■ About this exercise
A single number is required: how many lines in the records below contain "seeds".

■ Recorded information
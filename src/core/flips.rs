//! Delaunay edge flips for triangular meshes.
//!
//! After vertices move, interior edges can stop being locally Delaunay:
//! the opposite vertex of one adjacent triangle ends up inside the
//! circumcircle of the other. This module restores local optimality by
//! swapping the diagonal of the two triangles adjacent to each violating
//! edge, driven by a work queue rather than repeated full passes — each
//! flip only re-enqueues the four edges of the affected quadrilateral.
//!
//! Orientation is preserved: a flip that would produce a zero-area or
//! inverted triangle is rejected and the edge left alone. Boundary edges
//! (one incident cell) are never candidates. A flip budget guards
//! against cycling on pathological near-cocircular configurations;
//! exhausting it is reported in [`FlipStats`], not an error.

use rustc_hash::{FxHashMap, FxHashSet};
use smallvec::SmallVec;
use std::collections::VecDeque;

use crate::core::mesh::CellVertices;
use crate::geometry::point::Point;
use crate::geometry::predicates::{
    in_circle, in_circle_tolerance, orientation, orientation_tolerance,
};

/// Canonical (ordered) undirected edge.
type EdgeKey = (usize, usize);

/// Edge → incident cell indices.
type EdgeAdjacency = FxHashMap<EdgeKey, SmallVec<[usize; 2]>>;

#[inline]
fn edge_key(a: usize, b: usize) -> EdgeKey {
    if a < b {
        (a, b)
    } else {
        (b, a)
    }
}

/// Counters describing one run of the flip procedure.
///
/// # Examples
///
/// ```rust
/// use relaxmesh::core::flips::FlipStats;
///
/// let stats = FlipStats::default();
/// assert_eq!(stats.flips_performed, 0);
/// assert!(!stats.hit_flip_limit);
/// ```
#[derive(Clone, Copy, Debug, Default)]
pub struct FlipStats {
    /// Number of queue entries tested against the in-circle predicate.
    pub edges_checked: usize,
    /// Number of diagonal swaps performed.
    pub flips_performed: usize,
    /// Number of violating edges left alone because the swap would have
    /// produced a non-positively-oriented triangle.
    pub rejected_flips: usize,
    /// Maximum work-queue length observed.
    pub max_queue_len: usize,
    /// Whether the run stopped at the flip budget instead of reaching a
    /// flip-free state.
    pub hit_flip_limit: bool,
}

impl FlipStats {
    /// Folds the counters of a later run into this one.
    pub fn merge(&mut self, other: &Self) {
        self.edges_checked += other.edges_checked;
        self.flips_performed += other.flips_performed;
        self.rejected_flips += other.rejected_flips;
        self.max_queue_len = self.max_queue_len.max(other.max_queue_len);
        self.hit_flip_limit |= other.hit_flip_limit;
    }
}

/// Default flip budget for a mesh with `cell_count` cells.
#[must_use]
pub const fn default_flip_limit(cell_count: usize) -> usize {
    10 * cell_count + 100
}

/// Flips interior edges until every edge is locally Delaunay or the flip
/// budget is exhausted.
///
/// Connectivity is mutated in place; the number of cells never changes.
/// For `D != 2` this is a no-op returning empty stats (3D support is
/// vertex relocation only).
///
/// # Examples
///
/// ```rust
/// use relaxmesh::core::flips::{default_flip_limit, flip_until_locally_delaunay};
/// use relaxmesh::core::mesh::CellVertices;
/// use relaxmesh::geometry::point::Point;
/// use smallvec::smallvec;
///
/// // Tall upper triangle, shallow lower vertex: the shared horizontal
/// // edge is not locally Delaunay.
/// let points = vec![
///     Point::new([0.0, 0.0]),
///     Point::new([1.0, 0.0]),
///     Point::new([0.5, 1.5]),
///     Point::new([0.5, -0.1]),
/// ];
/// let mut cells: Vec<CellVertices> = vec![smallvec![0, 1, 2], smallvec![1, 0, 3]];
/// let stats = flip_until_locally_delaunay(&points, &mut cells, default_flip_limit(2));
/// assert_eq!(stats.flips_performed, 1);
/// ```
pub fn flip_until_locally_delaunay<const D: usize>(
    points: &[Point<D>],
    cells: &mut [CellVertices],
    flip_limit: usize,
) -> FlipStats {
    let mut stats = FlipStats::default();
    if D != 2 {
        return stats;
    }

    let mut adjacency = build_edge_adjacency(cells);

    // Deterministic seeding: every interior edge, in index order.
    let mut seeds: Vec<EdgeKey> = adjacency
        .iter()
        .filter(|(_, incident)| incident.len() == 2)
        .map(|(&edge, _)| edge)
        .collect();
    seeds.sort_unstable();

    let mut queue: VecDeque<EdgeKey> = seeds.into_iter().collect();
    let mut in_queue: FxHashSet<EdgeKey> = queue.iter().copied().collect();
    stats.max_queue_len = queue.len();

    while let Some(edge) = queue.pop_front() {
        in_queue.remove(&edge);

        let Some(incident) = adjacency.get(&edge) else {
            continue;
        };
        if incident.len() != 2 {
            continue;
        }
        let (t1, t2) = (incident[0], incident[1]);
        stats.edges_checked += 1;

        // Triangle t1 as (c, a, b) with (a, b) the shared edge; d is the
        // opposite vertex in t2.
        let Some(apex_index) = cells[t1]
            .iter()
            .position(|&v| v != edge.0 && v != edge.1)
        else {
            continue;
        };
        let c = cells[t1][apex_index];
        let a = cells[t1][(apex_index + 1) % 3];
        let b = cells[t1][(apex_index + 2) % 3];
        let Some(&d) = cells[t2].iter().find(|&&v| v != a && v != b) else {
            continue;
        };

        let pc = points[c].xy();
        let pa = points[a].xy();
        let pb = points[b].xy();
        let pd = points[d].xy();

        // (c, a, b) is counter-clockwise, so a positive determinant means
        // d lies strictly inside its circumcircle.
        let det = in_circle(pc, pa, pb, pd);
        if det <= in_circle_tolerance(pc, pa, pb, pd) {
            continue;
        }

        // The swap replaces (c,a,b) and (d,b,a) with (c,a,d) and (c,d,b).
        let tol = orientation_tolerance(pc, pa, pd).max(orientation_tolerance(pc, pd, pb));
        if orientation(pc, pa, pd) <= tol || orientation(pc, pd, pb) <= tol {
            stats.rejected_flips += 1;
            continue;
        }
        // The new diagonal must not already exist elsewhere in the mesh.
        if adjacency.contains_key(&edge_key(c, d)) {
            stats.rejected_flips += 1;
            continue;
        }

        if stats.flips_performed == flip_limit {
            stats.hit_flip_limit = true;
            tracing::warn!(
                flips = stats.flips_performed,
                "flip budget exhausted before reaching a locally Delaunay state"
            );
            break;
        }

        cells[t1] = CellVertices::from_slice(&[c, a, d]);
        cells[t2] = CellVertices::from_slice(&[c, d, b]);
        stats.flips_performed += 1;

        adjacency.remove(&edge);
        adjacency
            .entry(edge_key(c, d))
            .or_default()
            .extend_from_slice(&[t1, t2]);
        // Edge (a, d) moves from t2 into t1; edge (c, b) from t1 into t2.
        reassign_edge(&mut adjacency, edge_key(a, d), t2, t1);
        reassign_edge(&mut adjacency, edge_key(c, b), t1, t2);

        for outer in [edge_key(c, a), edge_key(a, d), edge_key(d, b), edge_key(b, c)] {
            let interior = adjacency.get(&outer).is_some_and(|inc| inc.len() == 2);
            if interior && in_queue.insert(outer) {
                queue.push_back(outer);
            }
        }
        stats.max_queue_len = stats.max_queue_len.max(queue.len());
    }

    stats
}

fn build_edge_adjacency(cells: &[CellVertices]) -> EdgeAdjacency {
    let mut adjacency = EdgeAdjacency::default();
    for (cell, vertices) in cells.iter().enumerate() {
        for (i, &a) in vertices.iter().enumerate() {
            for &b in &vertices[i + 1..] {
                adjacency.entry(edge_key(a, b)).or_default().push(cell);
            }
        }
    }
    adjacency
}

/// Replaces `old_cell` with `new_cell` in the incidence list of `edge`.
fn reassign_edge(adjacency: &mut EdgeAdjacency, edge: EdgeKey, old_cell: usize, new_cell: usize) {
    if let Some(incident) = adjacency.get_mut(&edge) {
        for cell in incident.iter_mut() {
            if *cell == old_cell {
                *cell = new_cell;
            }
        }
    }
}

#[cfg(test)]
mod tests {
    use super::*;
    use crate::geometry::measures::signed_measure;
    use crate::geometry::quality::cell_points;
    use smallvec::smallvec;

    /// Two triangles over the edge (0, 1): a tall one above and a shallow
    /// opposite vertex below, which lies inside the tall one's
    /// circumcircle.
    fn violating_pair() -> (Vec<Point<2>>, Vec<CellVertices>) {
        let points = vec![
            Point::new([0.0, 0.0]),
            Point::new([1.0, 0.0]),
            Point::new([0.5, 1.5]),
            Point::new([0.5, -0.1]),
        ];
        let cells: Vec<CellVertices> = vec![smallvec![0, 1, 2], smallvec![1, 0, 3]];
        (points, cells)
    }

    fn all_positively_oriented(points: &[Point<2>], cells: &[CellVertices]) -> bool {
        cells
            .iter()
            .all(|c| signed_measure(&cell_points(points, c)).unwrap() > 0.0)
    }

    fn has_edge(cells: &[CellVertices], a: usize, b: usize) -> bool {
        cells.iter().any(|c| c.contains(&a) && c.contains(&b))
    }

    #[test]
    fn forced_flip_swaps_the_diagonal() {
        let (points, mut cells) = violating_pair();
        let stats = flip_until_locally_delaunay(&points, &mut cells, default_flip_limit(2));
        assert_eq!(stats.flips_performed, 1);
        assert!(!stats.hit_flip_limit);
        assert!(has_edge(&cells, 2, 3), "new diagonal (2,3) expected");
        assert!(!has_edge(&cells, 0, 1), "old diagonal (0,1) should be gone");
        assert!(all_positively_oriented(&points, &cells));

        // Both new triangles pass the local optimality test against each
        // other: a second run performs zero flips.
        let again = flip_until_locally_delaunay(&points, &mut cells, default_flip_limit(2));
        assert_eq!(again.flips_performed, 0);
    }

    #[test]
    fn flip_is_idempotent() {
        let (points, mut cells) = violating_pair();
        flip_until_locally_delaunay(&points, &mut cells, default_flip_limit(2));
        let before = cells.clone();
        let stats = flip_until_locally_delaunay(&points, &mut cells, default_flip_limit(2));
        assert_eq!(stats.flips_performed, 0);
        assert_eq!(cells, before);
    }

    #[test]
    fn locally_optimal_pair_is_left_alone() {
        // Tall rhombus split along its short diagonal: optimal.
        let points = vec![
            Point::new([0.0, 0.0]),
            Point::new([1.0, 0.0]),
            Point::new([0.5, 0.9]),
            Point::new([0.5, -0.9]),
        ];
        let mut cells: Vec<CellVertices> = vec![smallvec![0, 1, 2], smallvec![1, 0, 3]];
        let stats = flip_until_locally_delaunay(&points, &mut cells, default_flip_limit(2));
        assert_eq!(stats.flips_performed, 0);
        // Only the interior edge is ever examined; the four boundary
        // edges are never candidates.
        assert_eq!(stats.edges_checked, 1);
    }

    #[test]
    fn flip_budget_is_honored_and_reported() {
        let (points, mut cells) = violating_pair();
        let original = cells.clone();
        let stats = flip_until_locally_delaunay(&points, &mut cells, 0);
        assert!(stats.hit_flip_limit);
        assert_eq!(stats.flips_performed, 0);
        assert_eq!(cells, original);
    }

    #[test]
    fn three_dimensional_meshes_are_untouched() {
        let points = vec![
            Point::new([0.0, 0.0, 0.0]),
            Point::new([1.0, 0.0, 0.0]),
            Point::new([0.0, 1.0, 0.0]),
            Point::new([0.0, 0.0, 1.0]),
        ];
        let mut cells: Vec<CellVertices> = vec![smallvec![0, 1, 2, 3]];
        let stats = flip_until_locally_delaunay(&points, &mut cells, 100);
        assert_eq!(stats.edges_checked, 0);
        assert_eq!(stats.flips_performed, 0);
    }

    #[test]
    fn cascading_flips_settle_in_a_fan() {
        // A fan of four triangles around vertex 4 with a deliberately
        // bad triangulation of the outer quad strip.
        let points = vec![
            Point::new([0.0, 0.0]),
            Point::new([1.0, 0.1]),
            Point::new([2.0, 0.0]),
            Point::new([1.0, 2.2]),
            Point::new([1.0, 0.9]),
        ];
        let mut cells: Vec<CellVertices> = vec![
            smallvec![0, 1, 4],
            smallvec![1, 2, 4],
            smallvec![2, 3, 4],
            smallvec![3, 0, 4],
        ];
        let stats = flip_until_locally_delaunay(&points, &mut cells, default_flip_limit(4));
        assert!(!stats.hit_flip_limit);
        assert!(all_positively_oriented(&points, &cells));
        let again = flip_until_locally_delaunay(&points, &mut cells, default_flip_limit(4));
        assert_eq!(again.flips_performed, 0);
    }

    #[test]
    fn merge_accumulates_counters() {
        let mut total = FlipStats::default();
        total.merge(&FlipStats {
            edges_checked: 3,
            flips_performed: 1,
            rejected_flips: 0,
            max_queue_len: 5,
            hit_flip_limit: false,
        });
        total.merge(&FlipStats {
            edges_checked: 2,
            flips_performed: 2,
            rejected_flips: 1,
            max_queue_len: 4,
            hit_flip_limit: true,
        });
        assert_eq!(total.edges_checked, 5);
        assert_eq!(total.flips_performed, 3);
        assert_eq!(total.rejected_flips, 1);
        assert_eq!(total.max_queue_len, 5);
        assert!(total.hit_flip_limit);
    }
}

■ Written solution
3